Paul Krugman and Robin Wells have an excellent long piece in the current New York Review of Books on the history of "banker busts" from the Nixon era through today.
The piece is wrapped around a review of the book Age of Greed: The Triumph of Finance and the Decline of America, 1970 to the Present by Jeff Madrick. The authors like the book (with reservations; see the review). But it gives them a chance to reflect on 2008 as one in a series of increasingly severe crises, all banker-caused, and each one taxpayer-bailed.

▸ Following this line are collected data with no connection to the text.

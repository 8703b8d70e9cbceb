
use std::sync::Arc;
use std::time::Duration;

use chrono::Utc;
use jobclaim::error::CoordinatorError;
use jobclaim::scheduler::{lifecycle, ExecutionResult, StreamKind, WorkItemState};
use jobclaim::store::{InMemoryJobStore, JobStore};
use jobclaim::stream::{is_last_update_too_old, StreamFreshnessCache, StreamRefresher};
use jobclaim::worker::StreamBuffers;
use jobclaim::config::StreamConfig;
use test_harness::{fast_stream_config, submit_running, RacingStore};
use tokio_util::sync::CancellationToken;
use uuid::Uuid;

type Store = InMemoryJobStore<WorkItemState>;

fn cache(store: &Arc<Store>) -> StreamFreshnessCache<WorkItemState> {
    StreamFreshnessCache::new(fast_stream_config(), store.clone())
}

#[test]
fn test_last_update_too_old_table() {
    let window = Duration::from_millis(2000);
    let t = Utc::now();

    assert!(!is_last_update_too_old(None, None, window));
    assert!(!is_last_update_too_old(Some(t), None, window));
    assert!(is_last_update_too_old(None, Some(t), window));
    assert!(is_last_update_too_old(
        Some(t),
        Some(t + chrono::Duration::milliseconds(2500)),
        window
    ));
    assert!(!is_last_update_too_old(
        Some(t),
        Some(t + chrono::Duration::milliseconds(1000)),
        window
    ));
    // update written after the request
    assert!(!is_last_update_too_old(
        Some(t + chrono::Duration::milliseconds(100)),
        Some(t),
        window
    ));
}

#[tokio::test]
async fn test_update_necessary_only_for_running_jobs() {
    let store = Arc::new(Store::new());
    let cache = cache(&store);
    let mut job = submit_running(store.as_ref(), "alice").await;

    // never written
    assert!(cache.is_update_necessary(&job));

    lifecycle::record_streams(&mut job, "out".to_string(), String::new());
    assert!(!cache.is_update_necessary(&job));

    job.last_stream_update_at = Some(Utc::now() - chrono::Duration::seconds(10));
    assert!(cache.is_update_necessary(&job));

    lifecycle::mark_done(&mut job, ExecutionResult::Ok).unwrap();
    assert!(!cache.is_update_necessary(&job));
}

#[tokio::test]
async fn test_fetch_finished_job_returns_stored_streams() {
    let store = Arc::new(Store::new());
    let job = submit_running(store.as_ref(), "alice").await;
    store
        .run_isolated(
            job.id,
            Box::new(|j| {
                lifecycle::record_streams(j, "final out".to_string(), "final err".to_string());
                lifecycle::mark_done(j, ExecutionResult::Ok)
            }),
        )
        .await
        .unwrap();
    let cache = cache(&store);

    assert_eq!(cache.fetch_output(job.id).await.unwrap(), "final out");
    assert_eq!(cache.fetch_error(job.id).await.unwrap(), "final err");

    // reading finished output records no refresh request
    let stored = store.find_by_id(job.id).await.unwrap().unwrap();
    assert!(stored.last_stream_refresh_request_at.is_none());
}

#[tokio::test]
async fn test_fetch_unknown_job() {
    let store = Arc::new(Store::new());
    let result = cache(&store).fetch_output(Uuid::new_v4()).await;
    assert!(matches!(result, Err(CoordinatorError::JobNotFound(_))));
}

#[tokio::test]
async fn test_fetch_waits_for_execution_side_refresh() {
    let store = Arc::new(Store::new());
    let job = submit_running(store.as_ref(), "alice").await;

    let buffers = StreamBuffers::new();
    buffers.append_output("line 1\nline 2\n");
    buffers.append_error("warning\n");
    let refresher = StreamRefresher::new(store.clone(), buffers, &fast_stream_config());
    let token = CancellationToken::new();
    let watcher = {
        let token = token.clone();
        let job_id = job.id;
        tokio::spawn(async move { refresher.run(job_id, token).await })
    };

    let cache = cache(&store);
    let output = cache.fetch_fresh_stream(job.id, StreamKind::Output).await.unwrap();
    assert_eq!(output, "line 1\nline 2\n");

    let stored = store.find_by_id(job.id).await.unwrap().unwrap();
    assert!(stored.last_stream_refresh_request_at.is_some());
    assert!(stored.last_stream_update_at >= stored.last_stream_refresh_request_at);
    assert_eq!(stored.error_stream, "warning\n");

    token.cancel();
    watcher.await.unwrap();
}

#[tokio::test]
async fn test_fetch_returns_when_job_stops_running() {
    let store = Arc::new(Store::new());
    let job = submit_running(store.as_ref(), "alice").await;
    let cache = cache(&store);

    let canceler = {
        let store = store.clone();
        let job_id = job.id;
        tokio::spawn(async move {
            tokio::time::sleep(Duration::from_millis(30)).await;
            store
                .run_isolated(job_id, Box::new(lifecycle::cancel::<WorkItemState>))
                .await
                .unwrap();
        })
    };

    let output = cache.fetch_output(job.id).await.unwrap();
    assert!(output.is_empty());
    canceler.await.unwrap();

    let stored = store.find_by_id(job.id).await.unwrap().unwrap();
    assert_eq!(stored.execution_state, WorkItemState::CancelRequested);
}

#[tokio::test]
async fn test_fetch_times_out_without_refresher() {
    let store = Arc::new(Store::new());
    let job = submit_running(store.as_ref(), "alice").await;
    let cache = cache(&store);

    match cache.fetch_output(job.id).await {
        Err(CoordinatorError::Timeout {
            job_id,
            checks,
            elapsed,
        }) => {
            assert_eq!(job_id, job.id);
            assert_eq!(checks, fast_stream_config().max_poll_checks);
            assert!(elapsed >= Duration::from_millis(100));
        }
        other => panic!("expected Timeout, got {:?}", other),
    }
}

#[tokio::test]
async fn test_fetch_aborted_by_shutdown() {
    let store = Arc::new(Store::new());
    let job = submit_running(store.as_ref(), "alice").await;
    let shutdown = CancellationToken::new();
    let cache = cache(&store).with_shutdown(shutdown.clone());

    shutdown.cancel();
    let result = cache.fetch_output(job.id).await;
    assert!(matches!(result, Err(CoordinatorError::ShuttingDown)));
}

#[tokio::test]
async fn test_refresher_writes_only_on_request() {
    let store = Arc::new(Store::new());
    let job = submit_running(store.as_ref(), "alice").await;
    let buffers = StreamBuffers::new();
    buffers.append_output("partial");
    let refresher = StreamRefresher::new(store.clone(), buffers, &fast_stream_config());

    assert!(!refresher.refresh_if_requested(job.id).await.unwrap());

    store
        .run_isolated(
            job.id,
            Box::new(|j| {
                j.last_stream_refresh_request_at = Some(Utc::now());
                Ok(())
            }),
        )
        .await
        .unwrap();
    assert!(refresher.refresh_if_requested(job.id).await.unwrap());

    let stored = store.find_by_id(job.id).await.unwrap().unwrap();
    assert_eq!(stored.output_stream, "partial");

    // answered requests are not answered again
    assert!(!refresher.refresh_if_requested(job.id).await.unwrap());
}

async fn request_refresh<S: jobclaim::scheduler::JobState>(store: &dyn JobStore<S>, job_id: Uuid) {
    store
        .run_isolated(
            job_id,
            Box::new(|j| {
                j.last_stream_refresh_request_at = Some(Utc::now());
                Ok(())
            }),
        )
        .await
        .unwrap();
}

#[tokio::test]
async fn test_refresher_write_retries_follow_config() {
    let store = Arc::new(RacingStore::<WorkItemState>::new());
    let job = submit_running(store.as_ref(), "alice").await;
    request_refresh(store.as_ref(), job.id).await;

    let config = StreamConfig {
        stream_write_retries: 1,
        ..fast_stream_config()
    };
    let refresher = StreamRefresher::new(store.clone(), StreamBuffers::new(), &config);

    store.conflict_next(5);
    let saves_before = store.save_count();
    match refresher.refresh_if_requested(job.id).await {
        Err(CoordinatorError::RetriesExhausted { attempts, .. }) => assert_eq!(attempts, 2),
        other => panic!("expected RetriesExhausted, got {:?}", other),
    }
    assert_eq!(store.save_count() - saves_before, 2);
}

#[tokio::test]
async fn test_refresher_of_superseded_execution_writes_nothing() {
    let store = Arc::new(Store::new());
    let job = submit_running(store.as_ref(), "alice").await;
    let current = Uuid::new_v4();
    store
        .run_isolated(
            job.id,
            Box::new(move |j| lifecycle::bind_execution(j, current)),
        )
        .await
        .unwrap();
    request_refresh(store.as_ref(), job.id).await;

    let buffers = StreamBuffers::new();
    buffers.append_output("stale");
    let stale = StreamRefresher::new(store.clone(), buffers.clone(), &fast_stream_config())
        .for_execution(Uuid::new_v4());
    assert!(!stale.refresh_if_requested(job.id).await.unwrap());
    assert!(store.find_by_id(job.id).await.unwrap().unwrap().output_stream.is_empty());

    let live = StreamRefresher::new(store.clone(), buffers, &fast_stream_config())
        .for_execution(current);
    assert!(live.refresh_if_requested(job.id).await.unwrap());
    assert_eq!(store.find_by_id(job.id).await.unwrap().unwrap().output_stream, "stale");
}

It starts with a walk through forgotten memories (my emphasis throughout):
Suppose we describe the following situation: major US financial institutions have badly overreached. They created and sold new financial instruments without understanding the risk. They poured money into dubious loans in pursuit of short-term profits, dismissing clear warnings that the borrowers might not be able to repay those loans. When things went bad, they turned to the government for help, relying on emergency aid and federal guarantees—thereby putting large amounts of taxpayer money at risk—in order to get by. And then, once the crisis was past, they went right back to denouncing big government, and resumed the very practices that created the crisis.First National City; Citibank; Citigroup. I think there's a theme here.
What year are we talking about?
We could, of course, be talking about 2008–2009, when Citigroup, Bank of America, and other institutions teetered on the brink of collapse, and were saved only by huge infusions of taxpayer cash. ... But we could also be talking about 1991, when the consequences of vast, loan-financed overbuilding of commercial real estate in the 1980s came home to roost, helping to cause the collapse of the junk-bond market and putting many banks—Citibank, in particular—at risk. Only the fact that bank deposits were federally insured averted a major crisis. Or we could be talking about 1982–1983, when reckless lending to Latin America ended in a severe debt crisis that put major banks such as, well, Citibank at risk, and only huge official lending to Mexico, Brazil, and other debtors held an even deeper crisis at bay. Or we could be talking about the near crisis caused by the bankruptcy of Penn Central in 1970, which put its lead banker, First National City—later renamed Citibank—on the edge; only emergency lending from the Federal Reserve averted disaster.
The article contains much to like, and as always with Krugman & Wells, it's well-written and accessible. I'll point out two of its treats, but do read it for more.
One is the analysis of Reagan's rise as enabled, at least in part, by the government's inability to deal with externally-induced financial shocks of the 1970s:
[T]he surging inflation of the 1970s had its roots not in some general problem of “big government” but in largely temporary events—the oil price shock and disappointing crop yields—whose effects were magnified throughout the economy by wage-price indexation.This allowed Reagan, with his "enormous capacity for doublethink and convenient untruths" to join with Milton Friedman (who comes in for his own share of criticism) in painting government as the "principal obstacle to [Americans'] personal fulfillment" (I believe this quote is Madrick's).
The second treat, and surprise, is what Krugman & Wells consider Ground Zero in the battle of the banks against New Deal regulation:
The transformation of American banking initiated by [Walter] Wriston [First National City/Citibank head from the 1960s through the 1980s] arguably began as early as 1961, when First National City began offering negotiable certificates of deposit—CDs that could be cashed in early, and therefore served as an alternative to regular bank deposits, while sidestepping legal limits on interest rates. First National City’s innovation—and the decision of regulators to let it stand—marked the first major crack in the system of bank regulation created in the 1930s, and hence arguably the first step on the road to the crisis of 2008.There's also an excellent discussion of the Citibank-Travelers merger, which was plainly illegal at the time (Travelers owned Salomon Smith Barney, an investment bank, and Citi is a commercial bank) and the role of Sandy Weill in getting the deal (1) completed, and (2) retroactively blessed by the Feds. Done and done.
I'll let you read the authors' disagreement with Madrick near the article's end. I'm more interested in Krugman's closing in on Frank Rich's understanding, that we're watching a coup by the wealthy against everyone else. Krugman & Wells call it the "metastasized" role of money in politics.
Getting there, sir; you're very close. Now just expand that last thought.